55.      Va osservato che l’unico requisito espressamente formulato in detto articolo 141, lettere a) ed e), è che il soggetto autore di una cessione successiva nello Stato membro del luogo dell’acquisto intracomunitario dei beni, ossia il luogo della loro destinazione, non vi sia «stabilito».

56.      Le diverse versioni linguistiche del testo, in particolare quelle nelle lingue spagnola, tedesca, inglese, italiana e polacca (36), contemplano quest’unica condizione.

57.      Essa è giustificata dalla ratio di tale disposizione. Infatti, come rammentato al punto 248 della relazione del 1994, «[lo] scopo delle misure di semplificazione è di evitare all’operatore [intermediario] di dover assolvere gli obblighi di identificazione [ (37)] e di dichiarazione nello Stato membro [del luogo di arrivo dei beni]», allorché vi si effettui un acquisto intracomunitario di beni seguito da una cessione interna a tale stesso Stato membro, assoggettata all’IVA secondo le regole applicabili in quest’ultimo (38).

58.      Si tratta quindi di «“disattivare” il principio dell’imposizione dell’acquisto intracomunitario nello Stato membro [del luogo di destinazione del trasporto] e [di] trasferire sull’acquirente [finale] l’imposizione della vendita che gli è stata effettuata da[ll’operatore intermediario]» (39).

59.      Di conseguenza, qualora ricorrano tutte le condizioni previste all’articolo 141 della direttiva IVA e, in particolare, quella relativa alla designazione del soggetto passivo debitore dell’imposta, l’utilizzo di un numero d’identificazione IVA di uno Stato membro per l’acquisto intracomunitario diverso da quello dello Stato membro di arrivo dei beni non può produrre l’effetto di assoggettare tale acquisto all’imposizione nello Stato membro che abbia attribuito un numero di identificazione al soggetto passivo intermediario.

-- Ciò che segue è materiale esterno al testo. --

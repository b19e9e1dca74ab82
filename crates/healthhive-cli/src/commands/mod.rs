pub mod common;
pub mod completions;
pub mod config;
pub mod queue;
pub mod record;
pub mod status;
pub mod sync;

60.      Tuttavia, il giudice del rinvio s’interroga sull’applicabilità dell’articolo 141 della direttiva IVA nel caso in cui il soggetto passivo sia stabilito nello Stato membro di partenza dei beni e, in particolar modo, sull’interpretazione del punto c) dell’articolo medesimo. Occorre quindi specificare tutti gli elementi che devono essere oggetto di discussione.

61.      In primo luogo, come illustrato dal giudice del rinvio, il tenore dell’articolo 141, lettera c), della direttiva IVA, che fa riferimento alla spedizione o al trasporto dei beni «a partire da uno Stato membro diverso da quello all’interno del quale [l’operatore intermediario] è identificato ai fini dell’IVA», potrebbe essere interpretato letteralmente, nel senso dell’esclusione dei casi in cui il soggetto passivo sia stabilito, ossia identificato, nello Stato membro di partenza dei beni, indipendentemente dalla possibilità di scelta dell’identificazione che gli si prospetterebbe al momento del compimento dell’operazione.

62.      In secondo luogo, una lettura di tal genere non sarebbe isolata. Come osservato dagli autori B. Terra e J. Kajus, l’esclusione dell’identificazione nello Stato membro di partenza dei beni è prevista in diversi Stati membri (40).

63.      In terzo luogo, essa presenterebbe una giustificazione pratica. Poiché lo stabilimento in uno Stato membro fa sorgere diritti (41) ed obblighi in materia di imposizione e di dichiarazioni, la misura di semplificazione non avrebbe rilevanza per il soggetto passivo.

64.      In quarto luogo, l’esclusione delle fattispecie in cui il soggetto passivo sia identificato nello Stato membro di partenza dei beni presenterebbe il vantaggio di limitare i casi di identificazioni ad hoc, ottenute allo scopo esclusivo di giustificare partecipazioni ad operazioni triangolari. Nella relazione del 1994, la Commissione aveva evidenziato l’importanza di mantenere su tale punto un’attenzione specifica (42), come rilevato dal giudice del rinvio.

65.      Ritengo che questi diversi argomenti debbano essere respinti per le ragioni qui di seguito illustrate.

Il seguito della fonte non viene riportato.